## Task item:
Pull every line containing "address" from the listing below.

╭──

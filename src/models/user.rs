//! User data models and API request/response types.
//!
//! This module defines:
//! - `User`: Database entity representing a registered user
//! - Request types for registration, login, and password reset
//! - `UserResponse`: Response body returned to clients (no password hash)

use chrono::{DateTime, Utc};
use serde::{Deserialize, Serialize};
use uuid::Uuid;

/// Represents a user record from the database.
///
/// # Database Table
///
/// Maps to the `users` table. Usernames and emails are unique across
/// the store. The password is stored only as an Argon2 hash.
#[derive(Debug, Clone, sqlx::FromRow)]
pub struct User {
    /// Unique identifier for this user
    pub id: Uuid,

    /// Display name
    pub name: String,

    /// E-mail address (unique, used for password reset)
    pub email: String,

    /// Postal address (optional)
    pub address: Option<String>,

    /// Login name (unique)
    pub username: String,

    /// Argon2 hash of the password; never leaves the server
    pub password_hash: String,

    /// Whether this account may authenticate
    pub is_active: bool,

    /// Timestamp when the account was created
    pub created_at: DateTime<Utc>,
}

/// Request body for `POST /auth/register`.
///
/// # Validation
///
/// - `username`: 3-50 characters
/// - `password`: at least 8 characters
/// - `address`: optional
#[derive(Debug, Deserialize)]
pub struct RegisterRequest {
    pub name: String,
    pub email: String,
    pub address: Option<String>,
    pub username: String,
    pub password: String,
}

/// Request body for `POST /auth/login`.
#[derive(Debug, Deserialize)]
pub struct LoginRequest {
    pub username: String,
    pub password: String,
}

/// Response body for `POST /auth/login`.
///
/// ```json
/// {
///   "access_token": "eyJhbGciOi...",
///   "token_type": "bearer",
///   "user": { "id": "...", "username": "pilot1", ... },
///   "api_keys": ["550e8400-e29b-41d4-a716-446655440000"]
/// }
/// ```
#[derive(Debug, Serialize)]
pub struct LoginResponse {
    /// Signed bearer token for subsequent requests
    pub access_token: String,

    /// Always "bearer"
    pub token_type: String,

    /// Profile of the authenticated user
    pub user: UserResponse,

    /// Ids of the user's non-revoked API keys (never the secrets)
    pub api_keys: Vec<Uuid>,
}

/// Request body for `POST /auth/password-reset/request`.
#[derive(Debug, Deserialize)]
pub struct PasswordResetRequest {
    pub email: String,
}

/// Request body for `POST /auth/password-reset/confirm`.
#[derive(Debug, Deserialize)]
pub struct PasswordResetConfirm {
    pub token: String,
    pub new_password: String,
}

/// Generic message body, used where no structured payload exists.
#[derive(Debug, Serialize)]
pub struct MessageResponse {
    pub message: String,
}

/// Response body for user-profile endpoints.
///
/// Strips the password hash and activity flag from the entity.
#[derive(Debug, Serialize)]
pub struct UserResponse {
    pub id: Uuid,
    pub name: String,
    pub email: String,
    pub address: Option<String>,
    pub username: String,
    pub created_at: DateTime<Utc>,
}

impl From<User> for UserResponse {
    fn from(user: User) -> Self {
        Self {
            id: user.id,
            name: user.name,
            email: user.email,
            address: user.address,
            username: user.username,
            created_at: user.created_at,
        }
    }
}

╰──
╭──

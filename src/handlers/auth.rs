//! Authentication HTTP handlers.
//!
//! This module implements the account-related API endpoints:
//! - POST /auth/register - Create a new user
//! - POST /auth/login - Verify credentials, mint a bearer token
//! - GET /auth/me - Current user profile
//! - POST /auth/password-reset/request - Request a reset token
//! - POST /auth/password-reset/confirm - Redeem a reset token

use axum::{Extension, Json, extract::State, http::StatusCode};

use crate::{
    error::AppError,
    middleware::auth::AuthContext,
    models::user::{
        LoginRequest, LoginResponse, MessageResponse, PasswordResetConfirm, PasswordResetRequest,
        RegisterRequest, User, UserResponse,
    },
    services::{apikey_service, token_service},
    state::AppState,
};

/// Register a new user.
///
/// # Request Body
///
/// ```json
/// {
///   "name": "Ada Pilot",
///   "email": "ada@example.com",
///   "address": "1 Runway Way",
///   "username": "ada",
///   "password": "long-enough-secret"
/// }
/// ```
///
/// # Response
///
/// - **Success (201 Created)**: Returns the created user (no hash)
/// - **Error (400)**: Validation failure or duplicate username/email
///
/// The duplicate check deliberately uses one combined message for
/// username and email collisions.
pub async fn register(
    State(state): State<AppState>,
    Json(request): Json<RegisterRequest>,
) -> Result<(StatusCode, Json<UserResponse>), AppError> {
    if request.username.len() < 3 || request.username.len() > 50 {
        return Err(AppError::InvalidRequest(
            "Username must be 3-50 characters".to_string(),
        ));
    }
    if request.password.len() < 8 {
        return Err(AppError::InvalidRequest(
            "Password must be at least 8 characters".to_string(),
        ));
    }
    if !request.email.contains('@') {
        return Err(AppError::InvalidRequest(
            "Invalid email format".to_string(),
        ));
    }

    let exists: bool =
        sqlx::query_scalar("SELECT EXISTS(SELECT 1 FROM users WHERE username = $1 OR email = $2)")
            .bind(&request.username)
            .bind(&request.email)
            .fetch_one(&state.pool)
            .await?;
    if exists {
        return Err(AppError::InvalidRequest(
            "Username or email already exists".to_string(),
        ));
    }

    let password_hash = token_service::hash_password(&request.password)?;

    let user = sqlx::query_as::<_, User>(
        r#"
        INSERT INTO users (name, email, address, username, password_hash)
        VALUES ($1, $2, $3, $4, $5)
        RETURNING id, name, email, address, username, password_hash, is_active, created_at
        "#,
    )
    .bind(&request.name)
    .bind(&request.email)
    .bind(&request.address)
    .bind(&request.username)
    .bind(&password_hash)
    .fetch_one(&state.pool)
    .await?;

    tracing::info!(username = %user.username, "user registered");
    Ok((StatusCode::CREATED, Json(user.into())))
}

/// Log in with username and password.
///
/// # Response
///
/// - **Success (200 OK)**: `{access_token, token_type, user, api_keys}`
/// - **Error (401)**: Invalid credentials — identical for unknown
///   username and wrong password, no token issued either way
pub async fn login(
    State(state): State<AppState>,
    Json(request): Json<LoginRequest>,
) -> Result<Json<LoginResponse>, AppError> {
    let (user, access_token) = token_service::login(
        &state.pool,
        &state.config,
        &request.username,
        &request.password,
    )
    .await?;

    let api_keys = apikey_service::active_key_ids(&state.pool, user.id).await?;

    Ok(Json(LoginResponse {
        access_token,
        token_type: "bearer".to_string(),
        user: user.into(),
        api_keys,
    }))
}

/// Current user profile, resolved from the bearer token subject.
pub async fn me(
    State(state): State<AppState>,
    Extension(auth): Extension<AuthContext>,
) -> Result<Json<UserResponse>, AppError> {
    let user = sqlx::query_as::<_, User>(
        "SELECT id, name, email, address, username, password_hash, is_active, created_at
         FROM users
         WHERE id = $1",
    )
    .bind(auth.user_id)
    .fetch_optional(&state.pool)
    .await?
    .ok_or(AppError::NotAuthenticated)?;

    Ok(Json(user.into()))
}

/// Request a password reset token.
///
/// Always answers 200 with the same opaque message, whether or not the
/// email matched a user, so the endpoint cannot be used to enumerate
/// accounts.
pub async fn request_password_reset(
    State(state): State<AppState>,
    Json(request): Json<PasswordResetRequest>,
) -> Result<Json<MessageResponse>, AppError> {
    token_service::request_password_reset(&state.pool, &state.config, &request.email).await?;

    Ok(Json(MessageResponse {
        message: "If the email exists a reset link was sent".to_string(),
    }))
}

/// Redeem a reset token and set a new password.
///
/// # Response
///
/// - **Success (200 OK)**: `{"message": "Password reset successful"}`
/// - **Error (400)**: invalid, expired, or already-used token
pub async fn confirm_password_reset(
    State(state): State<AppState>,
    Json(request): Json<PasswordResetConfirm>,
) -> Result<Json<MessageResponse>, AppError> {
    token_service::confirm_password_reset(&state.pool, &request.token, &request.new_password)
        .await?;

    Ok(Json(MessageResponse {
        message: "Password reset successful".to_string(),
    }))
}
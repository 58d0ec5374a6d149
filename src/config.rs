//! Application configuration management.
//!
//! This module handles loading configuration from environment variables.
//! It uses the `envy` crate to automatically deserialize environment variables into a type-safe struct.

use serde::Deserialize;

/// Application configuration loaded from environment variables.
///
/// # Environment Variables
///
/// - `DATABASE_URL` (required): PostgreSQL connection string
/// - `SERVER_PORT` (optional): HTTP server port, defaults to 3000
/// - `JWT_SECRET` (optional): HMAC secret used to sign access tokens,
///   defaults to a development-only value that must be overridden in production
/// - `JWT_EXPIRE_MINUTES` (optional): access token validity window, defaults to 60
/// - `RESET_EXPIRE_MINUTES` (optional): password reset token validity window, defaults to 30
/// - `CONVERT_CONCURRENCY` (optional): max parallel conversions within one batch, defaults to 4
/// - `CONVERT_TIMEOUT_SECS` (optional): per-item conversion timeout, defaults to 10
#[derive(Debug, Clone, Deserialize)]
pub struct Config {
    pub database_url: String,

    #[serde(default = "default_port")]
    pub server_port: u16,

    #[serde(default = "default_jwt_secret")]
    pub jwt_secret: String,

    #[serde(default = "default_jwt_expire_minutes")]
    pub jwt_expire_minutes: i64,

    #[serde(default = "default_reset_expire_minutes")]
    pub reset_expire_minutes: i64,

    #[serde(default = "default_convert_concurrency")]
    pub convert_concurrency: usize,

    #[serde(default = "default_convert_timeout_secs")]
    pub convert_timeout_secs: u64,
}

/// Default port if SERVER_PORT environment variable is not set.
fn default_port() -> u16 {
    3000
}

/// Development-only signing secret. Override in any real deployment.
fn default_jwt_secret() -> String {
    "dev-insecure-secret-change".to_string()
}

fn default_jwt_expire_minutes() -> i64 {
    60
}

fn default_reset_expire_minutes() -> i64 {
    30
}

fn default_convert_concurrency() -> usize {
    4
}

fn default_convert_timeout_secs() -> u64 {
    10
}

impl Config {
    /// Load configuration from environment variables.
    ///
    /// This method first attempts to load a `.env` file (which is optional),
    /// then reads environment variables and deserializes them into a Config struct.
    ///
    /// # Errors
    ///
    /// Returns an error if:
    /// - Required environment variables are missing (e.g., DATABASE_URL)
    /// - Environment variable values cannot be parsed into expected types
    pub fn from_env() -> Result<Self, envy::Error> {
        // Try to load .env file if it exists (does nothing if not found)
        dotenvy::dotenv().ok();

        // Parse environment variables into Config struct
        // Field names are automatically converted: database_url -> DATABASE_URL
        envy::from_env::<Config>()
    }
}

╰──
╭──

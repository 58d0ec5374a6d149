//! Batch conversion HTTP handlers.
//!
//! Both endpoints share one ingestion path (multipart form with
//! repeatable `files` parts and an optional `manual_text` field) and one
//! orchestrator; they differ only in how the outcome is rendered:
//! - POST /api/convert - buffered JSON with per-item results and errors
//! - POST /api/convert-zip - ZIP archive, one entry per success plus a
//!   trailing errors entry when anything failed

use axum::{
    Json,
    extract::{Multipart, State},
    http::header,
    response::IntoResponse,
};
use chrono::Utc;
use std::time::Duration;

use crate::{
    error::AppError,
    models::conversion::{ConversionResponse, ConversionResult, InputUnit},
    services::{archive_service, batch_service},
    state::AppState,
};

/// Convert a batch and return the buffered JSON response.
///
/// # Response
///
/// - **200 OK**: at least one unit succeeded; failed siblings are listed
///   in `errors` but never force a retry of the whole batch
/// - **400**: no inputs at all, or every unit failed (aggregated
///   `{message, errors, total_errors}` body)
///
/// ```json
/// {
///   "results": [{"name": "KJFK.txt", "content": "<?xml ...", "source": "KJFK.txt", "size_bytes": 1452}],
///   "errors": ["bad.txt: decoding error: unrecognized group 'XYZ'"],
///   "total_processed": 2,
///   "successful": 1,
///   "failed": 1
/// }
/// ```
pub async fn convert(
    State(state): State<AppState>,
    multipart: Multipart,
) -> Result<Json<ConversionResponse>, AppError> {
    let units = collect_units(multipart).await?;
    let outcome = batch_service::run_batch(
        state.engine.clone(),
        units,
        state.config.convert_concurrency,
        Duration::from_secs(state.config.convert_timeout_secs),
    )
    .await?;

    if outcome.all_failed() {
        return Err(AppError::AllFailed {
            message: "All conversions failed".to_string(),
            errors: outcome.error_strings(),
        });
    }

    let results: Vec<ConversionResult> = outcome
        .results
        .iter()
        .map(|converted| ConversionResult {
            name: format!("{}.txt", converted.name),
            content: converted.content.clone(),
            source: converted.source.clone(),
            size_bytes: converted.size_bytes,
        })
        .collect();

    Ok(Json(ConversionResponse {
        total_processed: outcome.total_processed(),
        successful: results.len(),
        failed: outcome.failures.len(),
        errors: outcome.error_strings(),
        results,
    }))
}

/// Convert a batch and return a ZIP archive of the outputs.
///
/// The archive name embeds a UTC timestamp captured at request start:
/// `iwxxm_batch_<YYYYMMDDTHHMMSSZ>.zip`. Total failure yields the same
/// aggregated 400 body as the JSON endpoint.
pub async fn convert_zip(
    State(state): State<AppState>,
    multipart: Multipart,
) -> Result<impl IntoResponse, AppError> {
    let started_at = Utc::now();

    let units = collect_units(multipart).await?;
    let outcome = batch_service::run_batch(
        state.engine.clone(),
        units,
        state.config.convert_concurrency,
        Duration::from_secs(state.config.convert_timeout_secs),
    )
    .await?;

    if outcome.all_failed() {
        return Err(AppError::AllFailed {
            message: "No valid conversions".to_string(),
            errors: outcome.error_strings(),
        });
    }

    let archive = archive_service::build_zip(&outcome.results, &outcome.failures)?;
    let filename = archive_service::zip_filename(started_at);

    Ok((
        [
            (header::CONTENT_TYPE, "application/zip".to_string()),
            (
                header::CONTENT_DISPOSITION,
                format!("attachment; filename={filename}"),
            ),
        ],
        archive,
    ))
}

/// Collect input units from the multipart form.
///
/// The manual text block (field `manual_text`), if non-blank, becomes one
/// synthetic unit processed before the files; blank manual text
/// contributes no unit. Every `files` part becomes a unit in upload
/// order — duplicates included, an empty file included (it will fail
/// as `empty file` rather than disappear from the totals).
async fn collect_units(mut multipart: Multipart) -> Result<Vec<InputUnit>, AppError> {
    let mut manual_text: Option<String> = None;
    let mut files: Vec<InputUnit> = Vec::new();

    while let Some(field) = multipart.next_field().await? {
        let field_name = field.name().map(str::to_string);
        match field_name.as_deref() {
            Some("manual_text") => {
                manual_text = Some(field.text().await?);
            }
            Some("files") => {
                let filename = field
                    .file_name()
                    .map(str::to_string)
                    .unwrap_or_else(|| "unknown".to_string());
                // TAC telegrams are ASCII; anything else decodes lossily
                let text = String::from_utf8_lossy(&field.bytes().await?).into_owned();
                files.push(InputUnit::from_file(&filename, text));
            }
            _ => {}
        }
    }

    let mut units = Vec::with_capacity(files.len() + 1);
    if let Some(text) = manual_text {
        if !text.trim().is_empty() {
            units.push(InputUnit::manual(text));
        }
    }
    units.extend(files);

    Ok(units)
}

╰──

## Solution to this exercise:
    /// E-mail address (unique, used for password reset)
    /// Postal address (optional)
    pub address: Option<String>,
/// - `address`: optional
    pub address: Option<String>,
    pub address: Option<String>,
            address: user.address,
///   "address": "1 Runway Way",
        INSERT INTO users (name, email, address, username, password_hash)
        RETURNING id, name, email, address, username, password_hash, is_active, created_at
    .bind(&request.address)
        "SELECT id, name, email, address, username, password_hash, is_active, created_at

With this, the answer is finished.